Beim Absturz eines Hubschraubers in Afghanistan sind in der Nacht zum Samstag 31 Soldaten einer US-Spezialeinheit ums Leben gekommen. Der Helikopter sei im Osten des Landes von Rebellen abgeschossen worden, sagte der afghanische Präsident Hamid Karsai. Er übermittelte US-Präsident Barack Obama und den Familien der Opfer sein "tiefstes Beileid".

Ein Sprecher der Regierung der östlichen Provinz Wardak berichtete, dass der Hubschrauber von einer Rakete "getroffen und vollständig zerstört" worden sei. Auch sieben afghanische Soldaten kamen ums Leben. Sie gehörten nach Angaben des Verteidigungsministeriums in Kabul ebenfalls einer Einheit von Spezialkräften an.

Die radikalislamischen Taliban übernahmen die Verantwortung für den Anschlag und erklärten, sie hätten den Hubschrauber der internationalen Schutztruppe Isaf mit einer Granate abgeschossen. Dabei seien außerdem acht Taliban-Kämpfer getötet worden.

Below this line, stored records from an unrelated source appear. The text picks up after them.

/*
Copyright (c) 2022 VMware, Inc.
SPDX-License-Identifier: MIT
Permission is hereby granted, free of charge, to any person obtaining a copy
of this software and associated documentation files (the "Software"), to deal
in the Software without restriction, including without limitation the rights
to use, copy, modify, merge, publish, distribute, sublicense, and/or sell
copies of the Software, and to permit persons to whom the Software is
furnished to do so, subject to the following conditions:
The above copyright notice and this permission notice shall be included in all
copies or substantial portions of the Software.
THE SOFTWARE IS PROVIDED "AS IS", WITHOUT WARRANTY OF ANY KIND, EXPRESS OR
IMPLIED, INCLUDING BUT NOT LIMITED TO THE WARRANTIES OF MERCHANTABILITY,
FITNESS FOR A PARTICULAR PURPOSE AND NONINFRINGEMENT. IN NO EVENT SHALL THE
AUTHORS OR COPYRIGHT HOLDERS BE LIABLE FOR ANY CLAIM, DAMAGES OR OTHER
LIABILITY, WHETHER IN AN ACTION OF CONTRACT, TORT OR OTHERWISE, ARISING FROM,
OUT OF OR IN CONNECTION WITH THE SOFTWARE OR THE USE OR OTHER DEALINGS IN THE
SOFTWARE.
 */

//! The `kill`, `restart`, and `status` IPC methods, and the sorted table that
//! [`super::dispatch`] binary-searches to find them.

use crate::child::{ChildProc, ChildProcState};
use crate::ipc::object;
use serde_json::{Map, Value};

pub type MethodFn = fn(&mut ChildProc, &Map<String, Value>) -> Map<String, Value>;

fn kill(child: &mut ChildProc, req: &Map<String, Value>) -> Map<String, Value> {
    let mut reply = object::prepare("kill", object::id(req).unwrap_or(0), true);

    child.kill(true);
    child.set_state(ChildProcState::Down);

    reply.insert("success".into(), Value::from(true));
    reply
}

fn restart(child: &mut ChildProc, req: &Map<String, Value>) -> Map<String, Value> {
    let mut reply = object::prepare("restart", object::id(req).unwrap_or(0), true);

    child.restart_count = 0;
    child.kill(true);
    child.start();

    reply.insert("success".into(), Value::from(true));
    reply.insert("pid".into(), Value::from(child.child_pid.map(|p| p.as_raw()).unwrap_or(-1)));
    reply
}

fn status(child: &mut ChildProc, req: &Map<String, Value>) -> Map<String, Value> {
    let mut reply = object::prepare("status", object::id(req).unwrap_or(0), true);
    let cfg = &child.config;

    reply.insert("prog_name".into(), Value::from(cfg.prog_name.clone()));

    if let Some(dir) = &cfg.dir_chroot {
        reply.insert("dir_chroot".into(), Value::from(dir.clone()));
    }
    if let Some(dir) = &cfg.dir_chdir {
        reply.insert("dir_chdir".into(), Value::from(dir.clone()));
    }

    reply.insert(
        "pid".into(),
        Value::from(child.child_pid.map(|p| p.as_raw()).unwrap_or(-1)),
    );
    reply.insert("uid".into(), Value::from(cfg.child_uid.map(|u| u.as_raw() as i64).unwrap_or(-1)));
    reply.insert("gid".into(), Value::from(cfg.child_gid.map(|g| g.as_raw() as i64).unwrap_or(-1)));

    reply.insert("restart_count".into(), Value::from(child.restart_count));

    reply.insert("respawn_delay".into(), Value::from(cfg.respawn_delay));
    reply.insert("respawn_max".into(), Value::from(cfg.respawn_max));
    reply.insert("respawn_period".into(), Value::from(cfg.respawn_period));
    reply.insert("respawn_last".into(), Value::from(child.respawn_last));

    reply
}

/// Method names must stay lexicographically sorted: [`super::dispatch`] finds them with a
/// binary search, exactly like the table it was modeled on.
pub const DISPATCH_TABLE: &[(&str, MethodFn)] = &[
    ("kill", kill as MethodFn),
    ("restart", restart as MethodFn),
    ("status", status as MethodFn),
];

#[cfg(test)]
mod tests {
    use super::*;

    #[test]
    fn dispatch_table_is_sorted() {
        let names: Vec<&str> = DISPATCH_TABLE.iter().map(|(name, _)| *name).collect();
        let mut sorted = names.clone();
        sorted.sort_unstable();
        assert_eq!(names, sorted);
    }
}
/*
Copyright (c) 2022 VMware, Inc.
SPDX-License-Identifier: MIT
Permission is hereby granted, free of charge, to any person obtaining a copy
of this software and associated documentation files (the "Software"), to deal
in the Software without restriction, including without limitation the rights
to use, copy, modify, merge, publish, distribute, sublicense, and/or sell
copies of the Software, and to permit persons to whom the Software is
furnished to do so, subject to the following conditions:
The above copyright notice and this permission notice shall be included in all
copies or substantial portions of the Software.
THE SOFTWARE IS PROVIDED "AS IS", WITHOUT WARRANTY OF ANY KIND, EXPRESS OR
IMPLIED, INCLUDING BUT NOT LIMITED TO THE WARRANTIES OF MERCHANTABILITY,
FITNESS FOR A PARTICULAR PURPOSE AND NONINFRINGEMENT. IN NO EVENT SHALL THE
AUTHORS OR COPYRIGHT HOLDERS BE LIABLE FOR ANY CLAIM, DAMAGES OR OTHER
LIABILITY, WHETHER IN AN ACTION OF CONTRACT, TORT OR OTHERWISE, ARISING FROM,
OUT OF OR IN CONNECTION WITH THE SOFTWARE OR THE USE OR OTHER DEALINGS IN THE
SOFTWARE.
 */

//! Command-line surface and config assembly: turning `--flags` plus a trailing `-- prog args...`
//! into a [`ChildConfig`] and the bits the supervisor loop itself needs.

use crate::child::ChildConfig;
use crate::credentials::{resolve_gid, resolve_uid};
use crate::error::ConfigError;

use clap::Parser;
use std::os::unix::io::RawFd;
use std::path::PathBuf;

#[derive(Parser, Debug)]
#[clap(name = "supervise", version, about = "supervise a child process and restart it if necessary")]
pub struct Cli {
    /// Redirect program stdout to PATH
    #[clap(long, value_name = "PATH")]
    pub stdout: Option<PathBuf>,

    /// Redirect program stderr to PATH
    #[clap(long, value_name = "PATH")]
    pub stderr: Option<PathBuf>,

    /// Change directory to PATH before exec
    #[clap(long, value_name = "PATH")]
    pub chdir: Option<String>,

    /// Change root directory to PATH before exec
    #[clap(long, value_name = "PATH")]
    pub chroot: Option<String>,

    /// Wait SECONDS before respawning a crashed child
    #[clap(long, value_name = "SECONDS", default_value = "0")]
    pub respawn_delay: u64,

    /// Give up respawning after NUMBER restarts within the respawn period (0 = unlimited)
    #[clap(long, value_name = "NUMBER", default_value = "0")]
    pub respawn_max: u32,

    /// Sliding window, in SECONDS, over which restarts count toward respawn-max (0 = no window)
    #[clap(long, value_name = "SECONDS", default_value = "0")]
    pub respawn_period: u64,

    /// Seconds to wait after SIGTERM before escalating to SIGKILL
    #[clap(long, value_name = "SECONDS", default_value = "3")]
    pub kill_delay: u64,

    /// Run the child as USER (name or numeric uid)
    #[clap(long, value_name = "USER")]
    pub uid: Option<String>,

    /// Run the child as GROUP (name or numeric gid)
    #[clap(long, value_name = "GROUP")]
    pub gid: Option<String>,

    /// Octal umask for the supervisor process
    #[clap(long, value_name = "UMASK", default_value = "022")]
    pub umask: String,

    /// Perform manager-supervisor IPC on the given descriptor number
    #[clap(long, value_name = "FD")]
    pub manager_fd: Option<RawFd>,

    /// Program to supervise and its arguments
    #[clap(last = true, required = true)]
    pub command: Vec<String>,
}

pub struct Assembled {
    pub config: ChildConfig,
    pub manager_fd: Option<RawFd>,
    pub umask: u32,
}

impl Cli {
    /// Turns parsed flags into the structures the supervisor actually runs with. This is the
    /// "Config assembly" step: resolving names, opening redirect targets, and parsing the octal
    /// umask all happen here, before a single `fork()` is attempted.
    pub fn assemble(self) -> Result<Assembled, ConfigError> {
        let prog_name = self.command.first().cloned().ok_or(ConfigError::NoProgram)?;

        let child_uid = match &self.uid {
            Some(name) => Some(resolve_uid(name).ok_or_else(|| ConfigError::UnknownUser(name.clone()))?),
            None => None,
        };

        let child_gid = match &self.gid {
            Some(name) => Some(resolve_gid(name).ok_or_else(|| ConfigError::UnknownGroup(name.clone()))?),
            None => None,
        };

        let umask = u32::from_str_radix(&self.umask, 8).map_err(|_| ConfigError::InvalidUmask(self.umask.clone()))?;

        let stdout_fd = open_redirect(&self.stdout)?.unwrap_or(1);
        let stderr_fd = open_redirect(&self.stderr)?.unwrap_or(2);

        let config = ChildConfig {
            prog_name,
            prog_argv: self.command,
            dir_chroot: self.chroot,
            dir_chdir: self.chdir,
            child_uid,
            child_gid,
            stdin_fd: 0,
            stdout_fd,
            stderr_fd,
            respawn_delay: self.respawn_delay,
            respawn_max: self.respawn_max,
            respawn_period: self.respawn_period,
            kill_delay: self.kill_delay,
        };

        Ok(Assembled {
            config,
            manager_fd: self.manager_fd,
            umask,
        })
    }
}

fn open_redirect(path: &Option<PathBuf>) -> Result<Option<RawFd>, ConfigError> {
    use nix::fcntl::{open, OFlag};
    use nix::sys::stat::Mode;

    let path = match path {
        Some(p) => p,
        None => return Ok(None),
    };

    let fd = open(path, OFlag::O_CREAT | OFlag::O_APPEND | OFlag::O_RDWR, Mode::from_bits_truncate(0o644))
        .map_err(|source| ConfigError::Redirect {
            path: path.clone(),
            source: std::io::Error::from_raw_os_error(source as i32),
        })?;

    Ok(Some(fd))
}

#[cfg(test)]
mod tests {
    use super::*;

    #[test]
    fn bad_umask_is_a_config_error() {
        let cli = Cli {
            stdout: None,
            stderr: None,
            chdir: None,
            chroot: None,
            respawn_delay: 0,
            respawn_max: 0,
            respawn_period: 0,
            kill_delay: 3,
            uid: None,
            gid: None,
            umask: "not-octal".into(),
            manager_fd: None,
            command: vec!["/bin/true".into()],
        };
        assert!(matches!(cli.assemble(), Err(ConfigError::InvalidUmask(_))));
    }

    #[test]
    fn unresolvable_user_is_a_config_error() {
        let cli = Cli {
            stdout: None,
            stderr: None,
            chdir: None,
            chroot: None,
            respawn_delay: 0,
            respawn_max: 0,
            respawn_period: 0,
            kill_delay: 3,
            uid: Some("0day".into()),
            gid: None,
            umask: "022".into(),
            manager_fd: None,
            command: vec!["/bin/true".into()],
        };
        assert!(matches!(cli.assemble(), Err(ConfigError::UnknownUser(_))));
    }
}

Die Nato-geführte Isaf gab den Verlust eines Hubschraubers zu und teilte mit, einen Rettungseinsatz zu koordinieren. In dem Gebiet seien Aufständische aktiv. Nach Angaben eines Sprechers der Provinzregierung läuft in der Region Wardak südwestlich der Hauptstadt Kabul gerade ein Einsatz afghanischer und verbündeter Truppen gegen die Taliban.

Der Abschuss ist einer der folgenschwersten Vorfälle für die Isaf. Derzeit sind in Afghanistan 140.000 Nato-Soldaten im Einsatz, darunter 100.000 aus den USA. Die Mehrheit wird bis Ende 2014 abgezogen. Obama hatte angekündigt, bis zum Sommer 2012 bereits 33.000 der etwa 100.000 US-Soldaten heimzuholen.